As there are different religions and caste levels in India, so too the education system is based on what’s often termed the reservation system.

Another quote to Blind from a second disgruntled Indian worker runs as follows: “If you are Black, Asian or from the middle east, the answer is obvious. Racism. If you are white, it’s not so much the case that hiring you is expensive, as it is that you are a flight risk. American locals wouldn’t take kindly to the authoritarian and abusive management style of Indian managers and Indian managers are aware of it.”

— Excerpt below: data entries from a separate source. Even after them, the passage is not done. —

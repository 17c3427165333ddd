//! Fixed-capacity FIFO with two-phase producer and consumer access
//!
//! The queue is a ring of `N` pre-allocated slots. A producer reserves a slot
//! with [`TsQueue::allocate`], fills it through the returned [`Ticket`] and
//! publishes it with [`TsQueue::finalize`]. A consumer claims the oldest
//! published slot with [`TsQueue::process`] and releases it with
//! [`TsQueue::process_done`]. The one-shot [`TsQueue::enqueue`] and
//! [`TsQueue::dequeue`] wrap both phases.
//!
//! The queue itself holds no lock. Shared instances live in an
//! [`IrqCell`](crate::sync::IrqCell), so each phase is one short critical
//! section.

/// Lifecycle of one slot.
#[derive(Debug, Clone, Copy, PartialEq, Eq)]
enum SlotState {
    Empty,
    Allocated,
    Ready,
    Processing,
    Aborted,
}

struct Slot<T> {
    state: SlotState,
    id: u32,
    value: T,
}

/// Handle to a reserved or claimed slot.
///
/// Returned by the first phase and consumed by the second. A ticket that
/// outlives a [`TsQueue::reset`] is stale: using it does nothing.
#[derive(Debug, PartialEq, Eq)]
pub struct Ticket {
    index: usize,
    id: u32,
}

impl Ticket {
    /// Id of the entry this ticket refers to.
    pub fn id(&self) -> u32 {
        self.id
    }
}

/// Bounded queue of `N` entries of type `T`.
pub struct TsQueue<T, const N: usize> {
    slots: [Slot<T>; N],
    rptr: usize,
    wptr: usize,
    next_id: u32,
}

impl<T: Default, const N: usize> TsQueue<T, N> {
    /// Create an empty queue with all slots pre-allocated.
    pub fn new() -> Self {
        Self {
            slots: core::array::from_fn(|_| Slot {
                state: SlotState::Empty,
                id: 0,
                value: T::default(),
            }),
            rptr: 0,
            wptr: 0,
            next_id: 1,
        }
    }

    /// Total number of slots.
    pub fn capacity(&self) -> usize {
        N
    }

    /// Reserve the next slot for writing.
    ///
    /// The entry id is assigned here; it becomes visible to the consumer
    /// only after [`TsQueue::finalize`].
    pub fn allocate(&mut self) -> Option<Ticket> {
        if N == 0 {
            return None;
        }
        self.reclaim();

        let index = self.wptr;
        if self.slots[index].state != SlotState::Empty {
            return None;
        }

        let id = self.take_id();
        let slot = &mut self.slots[index];
        slot.state = SlotState::Allocated;
        slot.id = id;
        slot.value = T::default();
        self.wptr = (index + 1) % N;

        Some(Ticket { index, id })
    }

    /// Mutable access to a reserved slot.
    pub fn slot_mut(&mut self, ticket: &Ticket) -> Option<&mut T> {
        let slot = self.slots.get_mut(ticket.index)?;
        if slot.state == SlotState::Allocated && slot.id == ticket.id {
            Some(&mut slot.value)
        } else {
            None
        }
    }

    /// Publish a reserved slot. Returns the entry id, or `None` if the
    /// ticket is stale.
    pub fn finalize(&mut self, ticket: Ticket) -> Option<u32> {
        let slot = self.slots.get_mut(ticket.index)?;
        if slot.state != SlotState::Allocated || slot.id != ticket.id {
            return None;
        }
        slot.state = SlotState::Ready;
        Some(ticket.id)
    }

    /// Claim the oldest published entry.
    ///
    /// Only one entry can be claimed at a time; while it is claimed this
    /// returns `None`.
    pub fn process(&mut self) -> Option<Ticket> {
        if N == 0 {
            return None;
        }
        self.reclaim();

        let index = self.rptr;
        let slot = &mut self.slots[index];
        if slot.state != SlotState::Ready {
            return None;
        }
        slot.state = SlotState::Processing;

        Some(Ticket { index, id: slot.id })
    }

    /// Read access to a claimed entry.
    pub fn slot(&self, ticket: &Ticket) -> Option<&T> {
        let slot = self.slots.get(ticket.index)?;
        if slot.state == SlotState::Processing && slot.id == ticket.id {
            Some(&slot.value)
        } else {
            None
        }
    }

    /// Release a claimed entry.
    pub fn process_done(&mut self, ticket: Ticket) {
        let Some(slot) = self.slots.get_mut(ticket.index) else {
            return;
        };
        if slot.state != SlotState::Processing || slot.id != ticket.id {
            return;
        }
        slot.state = SlotState::Empty;
        slot.value = T::default();
        if self.rptr == ticket.index {
            self.rptr = (ticket.index + 1) % N;
        }
        self.reclaim();
    }

    /// Allocate, fill and publish in one step.
    pub fn enqueue(&mut self, value: T) -> Option<u32> {
        let ticket = self.allocate()?;
        if let Some(slot) = self.slot_mut(&ticket) {
            *slot = value;
        }
        self.finalize(ticket)
    }

    /// Claim, take and release the oldest entry in one step.
    pub fn dequeue(&mut self) -> Option<(u32, T)> {
        let ticket = self.process()?;
        let id = ticket.id;
        let value = core::mem::take(&mut self.slots[ticket.index].value);
        self.process_done(ticket);
        Some((id, value))
    }

    /// Drop a published entry before the consumer claims it.
    ///
    /// Returns `false` if the id is unknown, still being written, or
    /// already claimed.
    pub fn abort(&mut self, id: u32) -> bool {
        if id == 0 {
            return false;
        }
        let Some(slot) = self
            .slots
            .iter_mut()
            .find(|s| s.id == id && s.state == SlotState::Ready)
        else {
            return false;
        };
        slot.state = SlotState::Aborted;
        slot.value = T::default();
        self.reclaim();
        true
    }

    /// True if [`TsQueue::allocate`] would fail.
    pub fn is_full(&self) -> bool {
        if N == 0 {
            return true;
        }
        // A non-empty slot at the write pointer means the ring has wrapped
        // onto the read pointer; an aborted head would be reclaimed.
        !matches!(
            self.slots[self.wptr].state,
            SlotState::Empty | SlotState::Aborted
        )
    }

    /// True if no published entry is waiting.
    pub fn is_empty(&self) -> bool {
        self.len() == 0
    }

    /// Number of published, unclaimed entries.
    pub fn len(&self) -> usize {
        self.slots
            .iter()
            .filter(|s| s.state == SlotState::Ready)
            .count()
    }

    /// Drop every entry. Outstanding tickets become stale.
    pub fn reset(&mut self) {
        for slot in self.slots.iter_mut() {
            slot.state = SlotState::Empty;
            slot.id = 0;
            slot.value = T::default();
        }
        self.rptr = 0;
        self.wptr = 0;
    }

    fn take_id(&mut self) -> u32 {
        let id = self.next_id;
        self.next_id = self.next_id.wrapping_add(1);
        if self.next_id == 0 {
            self.next_id = 1;
        }
        id
    }

    /// Release aborted entries sitting at the head of the ring.
    fn reclaim(&mut self) {
        for _ in 0..N {
            let slot = &mut self.slots[self.rptr];
            if slot.state != SlotState::Aborted {
                break;
            }
            slot.state = SlotState::Empty;
            self.rptr = (self.rptr + 1) % N;
        }
    }
}

impl<T: Default, const N: usize> Default for TsQueue<T, N> {
    fn default() -> Self {
        Self::new()
    }
}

Indians do not create environments that non-Indians want to work. They are hostile environments. The major Indian consulting companies, for instance, Infosys, WiPro, HCL, Cognizant, and TATA or TCS, employ mostly Indians in the US but are only occasionally subject to well-known discrimination lawsuits. Various Indian firms play settlements to the US Department of Justice, as covered in the following quotation:

The settlement, which the U.S. Justice Department said was the largest in a case of alleged civil fraud over visas, was filed in US District Court for the Eastern District of Texas. Infosys, India’s second-largest IT services exporter, agreed in the settlement that it committed civil violations of US employment law, but it was not required to admit and did not admit widespread further wrongdoing.

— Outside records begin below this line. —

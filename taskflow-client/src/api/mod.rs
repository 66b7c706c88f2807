//! Typed REST endpoints over an [`HttpClient`](crate::http::HttpClient)

mod auth;
mod categories;
mod tasks;

pub use auth::AuthApi;
pub use categories::CategoryApi;
pub use tasks::TaskApi;
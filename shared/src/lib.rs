//! Shared types for the taskflow client
//!
//! Wire-level models, filters and response envelopes used by the REST
//! backend and the client crate.

pub mod client;
pub mod models;
pub mod request;
pub mod response;
pub mod util;

// Re-exports
pub use serde::{Deserialize, Serialize};

pub use client::{AuthResponse, Token, User, UserCreate, UserLogin, UserUpdate};
pub use models::{Category, CategoryCreate, CategoryUpdate, Task, TaskCreate, TaskReorderRequest, TaskUpdate};
pub use request::{PageRequest, SortDirection, SortField, TaskFilters};
pub use response::{CategoryListResponse, ErrorResponse, TaskListResponse};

Have you witnessed discrimination in the workplace?

Have you witnessed or experienced discrimination in your workplace asks Blind? In your daily round, one would be surprised if you haven’t because in these so-called days of equality for all, prejudice and discrimination still abounds, as our friend has described.

Often there’s a ‘natural’ — even an inherent tendency in many of us — to form assumptions concerning those that appear completely different to ourselves. Those with whom we work, live and socialize. As the saying goes, all the fingers of the hand aren’t the same. Maybe it stems from some primeval instinct for self-preservation. However, one shouldn’t discriminate against anyone because of their race, color, gender or personal circumstances. Society ought instead to encourage others to seek inspiration from others who strive to work towards goals for the betterment of the many.

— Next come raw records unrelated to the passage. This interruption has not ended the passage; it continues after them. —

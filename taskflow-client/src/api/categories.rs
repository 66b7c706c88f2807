//! Category endpoints

use shared::{Category, CategoryCreate, CategoryListResponse, CategoryUpdate};
use validator::Validate;

use crate::cache::SharedListCache;
use crate::error::ClientResult;
use crate::http::HttpClient;

/// Typed access to `/categories`
#[derive(Debug, Clone)]
pub struct CategoryApi<H> {
    http: H,
    cache: Option<SharedListCache>,
}

impl<H: HttpClient> CategoryApi<H> {
    pub fn new(http: H) -> Self {
        Self { http, cache: None }
    }

    pub fn with_cache(mut self, cache: SharedListCache) -> Self {
        self.cache = Some(cache);
        self
    }

    pub async fn list(&self) -> ClientResult<Vec<Category>> {
        if let Some(categories) = self.cache.as_ref().and_then(|c| c.get_categories()) {
            return Ok(categories);
        }
        let response: CategoryListResponse = self.http.get("categories/").await?;
        if let Some(cache) = &self.cache {
            cache.store_categories(response.categories.clone());
        }
        Ok(response.categories)
    }

    pub async fn get(&self, id: i64) -> ClientResult<Category> {
        self.http.get(&format!("categories/{id}")).await
    }

    pub async fn create(&self, payload: &CategoryCreate) -> ClientResult<Category> {
        payload.validate()?;
        let category: Category = self.http.post("categories/", payload).await?;
        if let Some(cache) = &self.cache {
            cache.upsert_category(category.clone());
        }
        Ok(category)
    }

    pub async fn update(&self, id: i64, payload: &CategoryUpdate) -> ClientResult<Category> {
        payload.validate()?;
        let category: Category = self.http.put(&format!("categories/{id}"), payload).await?;
        if let Some(cache) = &self.cache {
            cache.upsert_category(category.clone());
        }
        Ok(category)
    }

    pub async fn delete(&self, id: i64) -> ClientResult<()> {
        self.http.delete(&format!("categories/{id}")).await?;
        if let Some(cache) = &self.cache {
            cache.remove_category(id);
        }
        Ok(())
    }
}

From an early age Indians that are not in the right caste or have the right religion from the dominant group receive discrimination.

India has a diverse culture. There are huge multilingual differences but diversity in India can be distinguished in four areas — race, religion, language and caste. As there are different religions and casts levels in India, so too the education system is based on what’s often termed the reservation system.

The Indian Institute of Technology, for example, which is one of the most prestigious education institutions in India, there are places always reserved for students who are not particularly academically bright they just happen to come from the right caste background. There are also those who have good grades and have done well academically in their early education but due to the reservation system they fail to get into the institution. Perhaps you should ask yourself how the education system in your city, town or region has influenced your attitude towards diversity, stereotypes and discrimination.

India’s diverse culture

Due to the diverse culture in India, discrimination does exist. When there is a reservation caste system, issues like being unfair to a group of people or an individual exist. Partiality may be on the basis of race, age or sex. When you talk about education in India, women and minorities are the biggest losers. In Indian society parents discourage their daughters from taking education for various reasons but the prime one is marriage. When a girl gets married she has to leave her parents’ house and move into husband’s home. The parents believe that after she gets married, she will not bring any returns to the family, so it was hardly worth investing in a decent education for her in the first place.

This historically male chauvinistic attitude still courts the belief that, even in the 21st century, a woman’s role is to give birth and do household work and because of this they feel that there is no need for her to take higher education. What they fail to understand is that if a woman is properly educated, she will in turn educate the future generations in India — and elsewhere for that matter.

Indian parents believe that after their daughter gets married, she will not bring any returns to the family so it’s hardly worth investing in a decent education for her.

But why does discrimination still exist in India today asks Blind? Maybe it’s because of nepotism, either in part or section specific or in its extreme, in some sectors including IT, completely hostile. Should a young person manage to slip through the reservation system on personal merit, he may well then find himself ostracized if he finds a position among fellow Indians in IT abroad, particularly in the US. The old boys’ network from home may well have preceded him there.

If he’s lucky enough he may find himself working in Silicon Valley. The technology industry here is stepping up its quest for diversity and inclusion.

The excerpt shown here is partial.